畜舍内的有害气体是造成环境污染、疫病爆发和畜产品质量安全问题的根源。在家禽上，NH3被认为是鸡舍内最有害的气体，也是呼吸道疾病的主要诱因。然而，目前对于NH3是如何突破鸡呼吸道黏膜免疫屏障的认识还十分有限，尚未弄清NH3损伤肉鸡呼吸道黏膜免疫屏障的机制，导致对NH3应激肉鸡的免疫调控难以取得突破性进展。本项目从一个新的切入点—微生态角度，利用宏转录组学和微生物分离培养技术，研究不同浓度NH3应激肉鸡呼吸道正常菌群的转化及其mRNA表达情况，探讨NH3对肉鸡呼吸道微生态的影响；利用ELISA、Real-time PCR等方法，研究呼吸道黏膜免疫基因的蛋白表达及在转录水平上的变化动态，从基因和蛋白质水平探讨呼吸道黏膜免疫基因对NH3的响应。本项目将阐明NH3对肉鸡呼吸道微生态与黏膜免疫屏障的损伤机制，从源头上为寻找NH3应激肉鸡的免疫调控技术和生态防治奠定科学基础，丰富黏膜免疫理论体系的内涵。

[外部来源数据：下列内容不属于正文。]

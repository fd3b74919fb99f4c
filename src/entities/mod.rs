pub mod prelude;

pub mod anime_documents;
pub mod response_cache;
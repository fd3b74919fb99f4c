use axum::Json;
use serde::{Deserialize, Serialize};

use super::ApiError;

#[derive(Debug, Deserialize)]
#[serde(rename_all = "camelCase")]
pub struct DecodeRequest {
    pub encoded_text: Option<String>,
}

#[derive(Debug, Serialize)]
#[serde(rename_all = "camelCase")]
pub struct DecodeResponse {
    pub decoded_text: String,
}

/// Percent-decodes a string.
///
/// # Endpoint
/// `POST /api/decode-url` with `{"encodedText": "..."}`
pub async fn decode_url(Json(body): Json<DecodeRequest>) -> Result<Json<DecodeResponse>, ApiError> {
    let encoded = body
        .encoded_text
        .filter(|t| !t.is_empty())
        .ok_or_else(|| ApiError::validation("Encoded text is required"))?;

    let decoded = urlencoding::decode(&encoded)
        .map_err(|e| ApiError::internal("Failed to decode text", e))?;

    Ok(Json(DecodeResponse {
        decoded_text: decoded.into_owned(),
    }))
}
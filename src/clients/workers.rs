use crate::clients::pahe::record_upstream;
use crate::clients::{ScrapeError, ScrapeResult};
use crate::config::WorkersConfig;
use reqwest::Client;
use serde::{Deserialize, Serialize};
use serde_json::json;
use url::Url;

const SERVICE: &str = "workers";

/// A named download link published by the episode worker.
#[derive(Debug, Clone, PartialEq, Eq, Deserialize)]
pub struct WorkerLink {
    pub name: String,
    pub link: String,
}

#[derive(Debug, Deserialize)]
struct AccessResponse {
    #[serde(default)]
    status: bool,
    content: Option<AccessContent>,
}

#[derive(Debug, Deserialize)]
struct AccessContent {
    url: Option<String>,
}

#[derive(Debug, Serialize)]
struct AccessRequest<'a> {
    service: &'static str,
    action: &'static str,
    content: serde_json::Value,
    auth: &'a str,
}

/// Client for the external helper services that map episodes to named
/// links and exchange a link for its direct URL.
#[derive(Clone)]
pub struct WorkersClient {
    client: Client,
    config: WorkersConfig,
}

impl WorkersClient {
    #[must_use]
    pub const fn with_shared_client(client: Client, config: WorkersConfig) -> Self {
        Self { client, config }
    }

    pub async fn episode_links(
        &self,
        anime_session: &str,
        episode_session: &str,
    ) -> ScrapeResult<Vec<WorkerLink>> {
        let mut url = Url::parse(&self.config.episode_url)
            .map_err(|_| ScrapeError::Configuration("workers.episode_url"))?;
        url.query_pairs_mut()
            .append_pair("method", "episode")
            .append_pair("session", anime_session)
            .append_pair("ep", episode_session);

        let response = self
            .client
            .get(url)
            .send()
            .await
            .map_err(|e| ScrapeError::request(SERVICE, e))?;

        let status = response.status();
        if !status.is_success() {
            record_upstream(SERVICE, "http_error");
            return Err(ScrapeError::UpstreamUnavailable {
                service: SERVICE,
                status,
            });
        }

        record_upstream(SERVICE, "ok");
        response
            .json()
            .await
            .map_err(|e| ScrapeError::request(SERVICE, e))
    }

    /// Exchanges a named link for a direct URL. `Ok(None)` when the worker declines.
    pub async fn access_kwik(&self, link: &str) -> ScrapeResult<Option<String>> {
        let token = self
            .config
            .access_token
            .as_deref()
            .filter(|t| !t.is_empty())
            .ok_or(ScrapeError::Configuration("KWIK_ACCESS_TOKEN"))?;

        let body = AccessRequest {
            service: "kwik",
            action: "fetch",
            content: json!({ "kwik": link }),
            auth: token,
        };

        let response = self
            .client
            .post(&self.config.access_url)
            .json(&body)
            .send()
            .await
            .map_err(|e| ScrapeError::request(SERVICE, e))?;

        let status = response.status();
        if !status.is_success() {
            record_upstream(SERVICE, "http_error");
            return Err(ScrapeError::UpstreamUnavailable {
                service: SERVICE,
                status,
            });
        }

        record_upstream(SERVICE, "ok");
        let parsed: AccessResponse = response
            .json()
            .await
            .map_err(|e| ScrapeError::request(SERVICE, e))?;

        Ok(parsed
            .status
            .then_some(parsed.content)
            .flatten()
            .and_then(|c| c.url)
            .filter(|u| !u.is_empty()))
    }
}

/// Picks the worker link for a redirector by subtitle group and resolution.
///
/// The worker names links like `"SubsPlease 1080"`; the resolution is
/// matched without its trailing `p`.
#[must_use]
pub fn match_worker_link<'a>(
    links: &'a [WorkerLink],
    sub: Option<&str>,
    resolution: Option<&str>,
) -> Option<&'a WorkerLink> {
    let sub = sub.filter(|s| !s.is_empty())?.to_lowercase();
    let resolution = resolution
        .filter(|r| !r.is_empty())?
        .trim_end_matches(['p', 'P'])
        .to_lowercase();

    links.iter().find(|l| {
        let name = l.name.to_lowercase();
        name.contains(&sub) && name.contains(&resolution)
    })
}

本项目以肉鸡为试验动物，研究NH3对肉鸡呼吸道微生态及黏膜免疫屏障的损伤机制。项目研究结果为：（1）NH3对肉鸡呼吸道黏膜免疫相关基因表达的影响。21日龄时，20mg/m3 NH3处理组显著降低唾液Lys含量，40mg/m3显著提高Lys含量；42日龄时，30mg/m3 NH3处理组Lys、SIgA显著升高，60mg/m3 时唾液SIgA含量达到最高值，60mg/m3 显著降低Lys含量。肺尖组织：21日龄时，10-20mg/m3显著上调TLR15、MUC5AC，显著下调TLR4、E-cd；40mg/m3显著上调TLR2、MUC5AC、E-cd，显著下调TLR4。42日龄时，15mg/m3 显著下调TLR4、E-cd，30mg/m3显著下调TLR2、TLR4、MUC5AC、E-cd；60mg/m3 显著下调TLR4。气管黏膜：21日龄时，20mg/m3显著上调TLR15、MUC5AC，40mg/m3 显著上调E-cd；42日龄时，60mg/m3显著上调E-cd，且NH3处理组TLR2、TLR4、TLR15、MUC5AC、E-cd显著下调。（2）NH3对肉鸡呼吸道微生物群落结构的影响。21日龄时，40mg/m3处理组微生物物种丰度显著升高，20mg/m3处理组微生物物种丰度最低。四个样品的α多样性存在显著差异，且与NH3浓度呈线性增加；40mg/m3的菌群丰富度显著升高。42日龄时，NH3处理组的微生物物种丰度显著降低，且15mg/m3处理组微生物物种丰度最低，之后随着氨气浓度的升高，微生物物种丰度增加；NH3处理组的α多样性显著降低，且随着NH3浓度升高呈现下降趋势，且菌群丰富度显著降低。呼吸道微生物以Firmicutes、Proteobacteria、Bacteroidetes、Actinobacteri为主。（3）NH3应激肉鸡呼吸道微生态与黏膜免疫基因之间的互作机制。21日龄时，Lactobacillus与TLR2、TLR4、E-cd呈现正相关，Enterococcus与TLR15呈现正相关，Corynebacterium、Aerococcus与MUC5AC呈现正相关；42日龄时，Rothia与TLR4呈现正相关，Klebsiella与TLR2、E-cd、MUC5AC呈现正相关。